### Exercise description
Return each line exactly as written. Begin with the first line of the entries and end with the line that has "binary to invoke.".

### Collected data
* * * * *

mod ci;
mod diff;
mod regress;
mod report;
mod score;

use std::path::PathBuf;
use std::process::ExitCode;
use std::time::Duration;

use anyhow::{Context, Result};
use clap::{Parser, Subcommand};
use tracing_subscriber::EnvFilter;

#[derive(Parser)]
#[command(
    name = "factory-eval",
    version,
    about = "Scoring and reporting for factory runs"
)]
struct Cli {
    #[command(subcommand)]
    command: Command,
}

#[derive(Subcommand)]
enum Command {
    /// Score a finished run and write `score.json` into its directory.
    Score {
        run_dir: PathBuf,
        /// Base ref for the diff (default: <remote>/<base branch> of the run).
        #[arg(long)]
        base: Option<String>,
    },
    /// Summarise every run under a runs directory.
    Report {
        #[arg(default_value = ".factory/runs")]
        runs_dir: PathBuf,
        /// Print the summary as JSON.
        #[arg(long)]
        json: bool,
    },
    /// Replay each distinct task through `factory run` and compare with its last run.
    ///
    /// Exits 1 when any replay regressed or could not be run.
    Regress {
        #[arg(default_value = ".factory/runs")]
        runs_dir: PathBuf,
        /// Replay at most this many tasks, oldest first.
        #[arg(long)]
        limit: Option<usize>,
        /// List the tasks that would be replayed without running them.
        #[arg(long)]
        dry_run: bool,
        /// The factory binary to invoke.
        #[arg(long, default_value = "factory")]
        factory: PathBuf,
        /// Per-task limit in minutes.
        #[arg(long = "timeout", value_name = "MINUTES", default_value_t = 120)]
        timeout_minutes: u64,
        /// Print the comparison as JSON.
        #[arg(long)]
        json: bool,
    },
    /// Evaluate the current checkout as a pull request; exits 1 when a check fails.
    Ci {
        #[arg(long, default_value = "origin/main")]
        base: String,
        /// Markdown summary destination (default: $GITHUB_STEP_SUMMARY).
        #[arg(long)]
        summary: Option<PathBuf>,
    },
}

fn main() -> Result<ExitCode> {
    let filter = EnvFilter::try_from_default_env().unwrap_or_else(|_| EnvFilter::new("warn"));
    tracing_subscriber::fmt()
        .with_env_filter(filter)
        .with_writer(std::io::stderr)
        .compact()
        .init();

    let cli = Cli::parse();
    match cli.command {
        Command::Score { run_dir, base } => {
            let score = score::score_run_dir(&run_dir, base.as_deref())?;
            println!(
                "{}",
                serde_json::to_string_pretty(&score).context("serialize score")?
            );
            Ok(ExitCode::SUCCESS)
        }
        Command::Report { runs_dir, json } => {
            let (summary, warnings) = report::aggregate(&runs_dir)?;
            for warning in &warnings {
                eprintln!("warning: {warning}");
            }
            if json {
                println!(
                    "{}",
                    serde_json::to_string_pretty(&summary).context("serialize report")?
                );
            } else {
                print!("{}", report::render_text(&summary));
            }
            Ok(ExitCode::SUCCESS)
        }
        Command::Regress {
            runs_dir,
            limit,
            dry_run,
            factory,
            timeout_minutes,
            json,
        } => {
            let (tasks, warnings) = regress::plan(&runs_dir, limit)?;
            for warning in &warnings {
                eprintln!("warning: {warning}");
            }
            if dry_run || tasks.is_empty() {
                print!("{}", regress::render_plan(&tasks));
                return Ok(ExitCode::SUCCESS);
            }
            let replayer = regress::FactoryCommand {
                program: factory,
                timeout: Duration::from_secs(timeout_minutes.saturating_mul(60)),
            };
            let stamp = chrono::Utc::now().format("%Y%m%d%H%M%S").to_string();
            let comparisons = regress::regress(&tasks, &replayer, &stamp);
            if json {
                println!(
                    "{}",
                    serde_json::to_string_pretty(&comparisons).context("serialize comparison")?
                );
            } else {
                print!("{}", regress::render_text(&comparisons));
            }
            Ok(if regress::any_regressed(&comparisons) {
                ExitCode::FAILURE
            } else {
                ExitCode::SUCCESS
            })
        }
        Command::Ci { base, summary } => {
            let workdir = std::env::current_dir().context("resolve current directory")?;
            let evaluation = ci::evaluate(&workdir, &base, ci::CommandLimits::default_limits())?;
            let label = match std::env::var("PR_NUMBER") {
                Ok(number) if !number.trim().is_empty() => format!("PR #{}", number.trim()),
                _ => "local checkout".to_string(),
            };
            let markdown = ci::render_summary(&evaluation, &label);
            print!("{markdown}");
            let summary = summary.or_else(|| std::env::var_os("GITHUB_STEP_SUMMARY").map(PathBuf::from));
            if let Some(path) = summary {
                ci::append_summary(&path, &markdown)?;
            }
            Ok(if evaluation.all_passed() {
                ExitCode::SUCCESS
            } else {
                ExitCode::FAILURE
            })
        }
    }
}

* * * * *

### Answer box
mod ci;
mod diff;
mod regress;
mod report;
mod score;

use std::path::PathBuf;
use std::process::ExitCode;
use std::time::Duration;

use anyhow::{Context, Result};
use clap::{Parser, Subcommand};
use tracing_subscriber::EnvFilter;

#[derive(Parser)]
#[command(
    name = "factory-eval",
    version,
    about = "Scoring and reporting for factory runs"
)]
struct Cli {
    #[command(subcommand)]
    command: Command,
}

#[derive(Subcommand)]
enum Command {
    /// Score a finished run and write `score.json` into its directory.
    Score {
        run_dir: PathBuf,
        /// Base ref for the diff (default: <remote>/<base branch> of the run).
        #[arg(long)]
        base: Option<String>,
    },
    /// Summarise every run under a runs directory.
    Report {
        #[arg(default_value = ".factory/runs")]
        runs_dir: PathBuf,
        /// Print the summary as JSON.
        #[arg(long)]
        json: bool,
    },
    /// Replay each distinct task through `factory run` and compare with its last run.
    ///
    /// Exits 1 when any replay regressed or could not be run.
    Regress {
        #[arg(default_value = ".factory/runs")]
        runs_dir: PathBuf,
        /// Replay at most this many tasks, oldest first.
        #[arg(long)]
        limit: Option<usize>,
        /// List the tasks that would be replayed without running them.
        #[arg(long)]
        dry_run: bool,
        /// The factory binary to invoke.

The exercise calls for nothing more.